The U.S. Supreme Court on Monday asked for views from the Obama administration on a lawsuit filed by Nebraska and Oklahoma that contends Colorado's regulation of marijuana is causing an increase in drug crimes in their states.
"The Solicitor General is invited to file a brief in this case expressing the views of the United States," the court said in the order.
This kind of court order, called a CVSG -- or call for the views of the solicitor general on behalf of the U.S. government -- is commonly requested, and doesn't necessarily mean the court is moving forward with the case.
"This is a fairly routine procedural step, and does not signal one way or another what the Supreme Court will do," said attorney Brian Vicente, one of the key drafters of Colorado's 2012 amendment that legalized recreational marijuana, to The Huffington Post. Vicente added that the court frequently seeks the input of the solicitor general on issues in which the Department of Justice has "much less of an interest."
"The brief is likely to focus on the procedural defects of Oklahoma and Nebraska’s complaint," Vicente said.
Dan Riffle, director of federal policies with Marijuana Policy Project, told HuffPost this is "exactly the kind of case" where a CVSG is expected to be requested by the court.
"Because this is involves issues that impact how the DOJ does its job, and because the DOJ has been grappling with the tension between state and federal marijuana laws for years, SCOTUS would like the Justice Department’s views on the case," Riffle said.
Nebraska Attorney General Jon Bruning and Oklahoma Attorney General Scott Pruitt filed the lawsuit in December, alleging Colorado's legalization of marijuana caused a surge of marijuana trafficking in their states and “created a dangerous gap in the federal drug control system."
The states argue that under the U.S. Constitution's Supremacy Clause, Colorado's legalization of recreational marijuana is unconstitutional because marijuana remains illegal under federal law. States that have legalized marijuana for recreational or medical purposes rely on guidance from Attorney General Eric Holder's office urging federal prosecutors to refrain from targeting state-legal marijuana operations. But the clause states that, in general, federal law takes precedence over state law.
The states' suit doesn't target the actual legalization of marijuana; rather, it seeks to overturn Colorado's regulatory system. If achieved, this would leave "legalization intact" while neutering the state's ability to police state-licensed marijuana businesses, Colorado Attorney General Cynthia Coffman wrote in a brief filed with the high court in March defending the state marijuana laws. Coffman requested the court dismiss the lawsuit.
There is no deadline for Solicitor General Donald B. Verrilli Jr. to respond to the order, but as the high court legal analysis blog SCOTUSBlog explains about the CVSG process, previous SGs have filed "invitation" briefs three times a year: late May, August and December, and when they are filed, the court tends to take the SG's position very seriously.
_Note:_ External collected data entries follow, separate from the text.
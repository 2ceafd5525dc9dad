//! Differential-drive forward kinematics and state integration.

use core::fmt;

#[cfg(feature = "serde")]
use serde::{Deserialize, Deserializer, Serialize, de};

use crate::error::KinematicsError;
use crate::pose::{Pose, Twist};

/// Left and right wheel angular velocities commanded for one time step.
#[cfg_attr(feature = "serde", derive(Serialize, Deserialize))]
#[derive(Debug, Clone, Copy, PartialEq, Default)]
pub struct WheelVelocityCommand {
    /// Left wheel angular velocity (rad/s).
    pub omega_l: f64,
    /// Right wheel angular velocity (rad/s).
    pub omega_r: f64,
}

impl WheelVelocityCommand {
    /// Construct a wheel velocity command.
    ///
    /// # Arguments
    ///
    /// * `omega_l`: Left wheel angular velocity (rad/s).
    /// * `omega_r`: Right wheel angular velocity (rad/s).
    pub const fn new(omega_l: f64, omega_r: f64) -> Self {
        WheelVelocityCommand { omega_l, omega_r }
    }
}

impl fmt::Display for WheelVelocityCommand {
    fn fmt(&self, f: &mut fmt::Formatter<'_>) -> fmt::Result {
        write!(f, "(ωL: {:.2} rad/s, ωR: {:.2} rad/s)", self.omega_l, self.omega_r)
    }
}

/// Absolute pose together with the body-frame twist the robot is moving with.
#[cfg_attr(feature = "serde", derive(Serialize, Deserialize))]
#[derive(Debug, Clone, Copy, PartialEq, Default)]
pub struct KinematicState {
    /// World-frame pose.
    pub pose: Pose,
    /// Body-frame velocity.
    pub twist: Twist,
}

impl KinematicState {
    /// Construct a state from a pose and a twist.
    pub const fn new(pose: Pose, twist: Twist) -> Self {
        KinematicState { pose, twist }
    }

    /// A robot standing still at `pose`.
    pub const fn at_rest(pose: Pose) -> Self {
        KinematicState {
            pose,
            twist: Twist::zero(),
        }
    }
}

impl fmt::Display for KinematicState {
    fn fmt(&self, f: &mut fmt::Formatter<'_>) -> fmt::Result {
        write!(f, "{} @ {}", self.pose, self.twist)
    }
}

/// Differential‑drive kinematics helper.
///
/// This struct encapsulates the physical parameters of a differential-drive robot
/// (the two wheel radii and the wheel separation) and provides methods for
/// kinematic calculations.
#[cfg_attr(feature = "serde", derive(Serialize))]
#[derive(Debug, Clone, Copy, PartialEq)]
pub struct DifferentialDrive {
    /// Left wheel radius (m).
    radius_left: f64,
    /// Right wheel radius (m).
    radius_right: f64,
    /// Distance between the two wheel contact points (m).
    axle_length: f64,
}

// Deserialized drives are validated like constructed ones.
#[cfg(feature = "serde")]
impl<'de> Deserialize<'de> for DifferentialDrive {
    fn deserialize<D: Deserializer<'de>>(deserializer: D) -> Result<Self, D::Error> {
        #[derive(Deserialize)]
        struct RawDrive {
            radius_left: f64,
            radius_right: f64,
            axle_length: f64,
        }

        let raw = RawDrive::deserialize(deserializer)?;
        DifferentialDrive::with_radii(raw.radius_left, raw.radius_right, raw.axle_length).map_err(de::Error::custom)
    }
}

impl DifferentialDrive {
    /// Construct a drive whose wheels share the same radius.
    ///
    /// # Errors
    ///
    /// Returns `Err(KinematicsError::InvalidWheelRadius)` if `wheel_radius` is not positive.
    /// Returns `Err(KinematicsError::InvalidAxleLength)` if `axle_length` is not positive.
    pub const fn new(wheel_radius: f64, axle_length: f64) -> Result<Self, KinematicsError> {
        Self::with_radii(wheel_radius, wheel_radius, axle_length)
    }

    /// Construct a drive with independent left and right wheel radii.
    ///
    /// # Arguments
    ///
    /// * `radius_left`: The radius of the left wheel in meters.
    /// * `radius_right`: The radius of the right wheel in meters.
    /// * `axle_length`: The distance between the centers of the two drive wheels in meters.
    ///
    /// # Errors
    ///
    /// Returns `Err(KinematicsError::InvalidWheelRadius)` if either radius is not positive.
    /// Returns `Err(KinematicsError::InvalidAxleLength)` if `axle_length` is not positive.
    pub const fn with_radii(
        radius_left: f64,
        radius_right: f64,
        axle_length: f64,
    ) -> Result<Self, KinematicsError> {
        if !(radius_left > 0.0) || !(radius_right > 0.0) {
            return Err(KinematicsError::InvalidWheelRadius("must be positive"));
        }
        if !(axle_length > 0.0) {
            return Err(KinematicsError::InvalidAxleLength("must be positive"));
        }
        Ok(DifferentialDrive {
            radius_left,
            radius_right,
            axle_length,
        })
    }

    /// Returns the left wheel radius.
    pub fn radius_left(&self) -> f64 {
        self.radius_left
    }

    /// Returns the right wheel radius.
    pub fn radius_right(&self) -> f64 {
        self.radius_right
    }

    /// Returns the axle length.
    pub fn axle_length(&self) -> f64 {
        self.axle_length
    }

    /// Calculates the body-frame twist produced by the given wheel velocities.
    /// This is the forward kinematics problem.
    ///
    /// The linear velocity is the mean of the two wheel surface speeds and the
    /// angular velocity is their difference over the wheel separation.
    pub fn twist_from_wheel_velocities(&self, command: WheelVelocityCommand) -> Twist {
        let v_l = command.omega_l * self.radius_left;
        let v_r = command.omega_r * self.radius_right;

        Twist::new((v_r + v_l) / 2.0, (v_r - v_l) / self.axle_length)
    }

    /// Advances `current_pose` by holding `twist` for `dt` seconds.
    ///
    /// The motion is integrated in closed form (a circular arc for constant
    /// angular velocity), so the result does not depend on how the interval is
    /// subdivided. The final heading is normalized to `[-PI, PI)`.
    ///
    /// # Errors
    ///
    /// Returns `Err(KinematicsError::NegativeTimeDelta)` if `dt` is negative.
    pub fn update_pose(&self, current_pose: Pose, twist: Twist, dt: f64) -> Result<Pose, KinematicsError> {
        if dt < 0.0 {
            return Err(KinematicsError::NegativeTimeDelta("must be non-negative"));
        }

        Ok(current_pose.compose(twist.exp(dt)))
    }

    /// Integrates one wheel command over `dt` seconds.
    ///
    /// This method first converts `command` into a body-frame twist and then
    /// advances the pose of `state` with [`DifferentialDrive::update_pose`].
    /// The returned state carries the commanded twist.
    ///
    /// # Errors
    ///
    /// Returns `Err(KinematicsError::NegativeTimeDelta)` if `dt` is negative.
    pub fn integrate(
        &self,
        state: &KinematicState,
        command: WheelVelocityCommand,
        dt: f64,
    ) -> Result<KinematicState, KinematicsError> {
        let twist = self.twist_from_wheel_velocities(command);
        let pose = self.update_pose(state.pose, twist, dt)?;
        Ok(KinematicState::new(pose, twist))
    }
}

impl fmt::Display for DifferentialDrive {
    fn fmt(&self, f: &mut fmt::Formatter<'_>) -> fmt::Result {
        write!(
            f,
            "DifferentialDrive (rL: {:.3} m, rR: {:.3} m, L: {:.3} m)",
            self.radius_left, self.radius_right, self.axle_length
        )
    }
}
"Many scholars have noted that when the SG makes a recommendation to the Court, the Court is more likely than not to follow that recommendation, sometimes substantially so," SCOTUSBlog reads.
Attorney Mike Evans, who represents the case of a quadriplegic medical marijuana patient from Colorado who was fired for taking his medicine while off duty and is very familiar with the disparity between federal and state marijuana law, said that while the court does find these SG briefs "persuasive," they are "not binding."
"The only binding authority in the [marijuana] question is Congress," Evans said. Meaning Congress, not the courts, is best suited to resolve the tension between state and federal marijuana laws by passing legislation that would protect states from federal interference. There happens to be legislation that has already been introduced that would do just that -- the "Respect State Marijuana Laws Act," introduced in the House by Rep. Dana Rohrabacher (R-Calif.) in April.
The Supreme Court has not yet decided whether it will accept the case, and MPP's Riffle is skeptical it will.
"Nebraska and Oklahoma lack standing to bring this suit," Rifle said. "But even if the Court did get to the merits of the case, most of us familiar with Supreme Court jurisprudence on this issue, and in particular the anti-commandeering doctrine, expect the court to say that Colorado’s regulatory regime for marijuana is not preempted by federal law."
Nebraska and Oklahoma's case leans on the federal government's supremacy over states. However, the anti-commandeering principles of the 10th Amendment stand in opposition to the kind of broad readings of the Supremacy Clause that the states have offered in their case against Colorado, serving as a kind of counterweight to that federal supremacy argument. If the court takes that into account, as Riffle argues they likely would, it would leave a significant dent in the states' case against Colorado.
"On the one hand this [CVSG] is concerning since it could be a sign that the court is taking the case more seriously than I think is actually merited," Tom Angell, chairman of drug policy reform group Marijuana Majority, told HuffPost. But he hopes clearer federal policy is the ultimate result.
"This could be a good opportunity for the Obama administration to further and more clearly articulate the president's position that states should be able to legalize marijuana if that's what their voters want," Angell added.